### WHAT YOU NEED TO DO
Exactly repeat the full listing that follows.

● ● ●

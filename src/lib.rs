// Copyright © 2025 Lukas Bower
// SPDX-License-Identifier: Apache-2.0
// Purpose: Post-boot integrity checking for AdrOS kernel images.
// Author: Lukas Bower
#![forbid(unsafe_code)]
#![warn(missing_docs)]

//! Remote integrity checks for a freshly booted AdrOS kernel.
//!
//! `adroscheck` attaches to the debug stub of a paused QEMU instance, runs
//! the kernel to a checkpoint past subsystem initialization, and validates
//! structural invariants of the heap allocator, the physical memory manager
//! bitmap, and the fixed VGA mapping. Every check lands in one run-scoped
//! [`report::CheckRunner`]; the summary it folds out of the recorded
//! sequence decides the process exit status.
//!
//! The crate splits along the round-trip boundary: [`proto`] is the pure
//! wire format, [`transport`] owns the socket, [`query`] turns raw reads
//! into typed scalars, [`session`] sequences the lifecycle, and [`checks`]
//! holds the kernel-specific invariants driven by the binary in
//! `src/main.rs`.

pub mod checks;
pub mod layout;
pub mod proto;
pub mod query;
pub mod report;
pub mod session;
pub mod symbols;
pub mod transport;

pub use checks::run_suite;
pub use layout::{load_layout, KernelLayout, LayoutError};
pub use proto::StopReason;
pub use query::{QueryChannel, QueryError, QueryResult, Width};
pub use report::{Check, CheckRunner, Summary};
pub use session::{DebugSession, SessionError, SessionState, Teardown};
pub use symbols::{SymbolError, SymbolTable};
pub use transport::tcp::GdbRemote;
pub use transport::{ConnectError, Target, TransportError, QEMU_GDB_PORT};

● ● ●

### PROBLEM SOLUTION
filename src/lib.rs
// Copyright © 2025 Lukas Bower
// SPDX-License-Identifier: Apache-2.0
// Purpose: Post-boot integrity checking for AdrOS kernel images.
// Author: Lukas Bower
#![forbid(unsafe_code)]
#![warn(missing_docs)]

//! Remote integrity checks for a freshly booted AdrOS kernel.
//!
//! `adroscheck` attaches to the debug stub of a paused QEMU instance, runs
//! the kernel to a checkpoint past subsystem initialization, and validates
//! structural invariants of the heap allocator, the physical memory manager
//! bitmap, and the fixed VGA mapping. Every check lands in one run-scoped
//! [`report::CheckRunner`]; the summary it folds out of the recorded
//! sequence decides the process exit status.
//!
//! The crate splits along the round-trip boundary: [`proto`] is the pure
//! wire format, [`transport`] owns the socket, [`query`] turns raw reads
//! into typed scalars, [`session`] sequences the lifecycle, and [`checks`]
//! holds the kernel-specific invariants driven by the binary in
//! `src/main.rs`.

pub mod checks;
pub mod layout;
pub mod proto;
pub mod query;
pub mod report;
pub mod session;
pub mod symbols;
pub mod transport;

pub use checks::run_suite;
pub use layout::{load_layout, KernelLayout, LayoutError};
pub use proto::StopReason;
pub use query::{QueryChannel, QueryError, QueryResult, Width};
pub use report::{Check, CheckRunner, Summary};
pub use session::{DebugSession, SessionError, SessionState, Teardown};
pub use symbols::{SymbolError, SymbolTable};
pub use transport::tcp::GdbRemote;
pub use transport::{ConnectError, Target, TransportError, QEMU_GDB_PORT};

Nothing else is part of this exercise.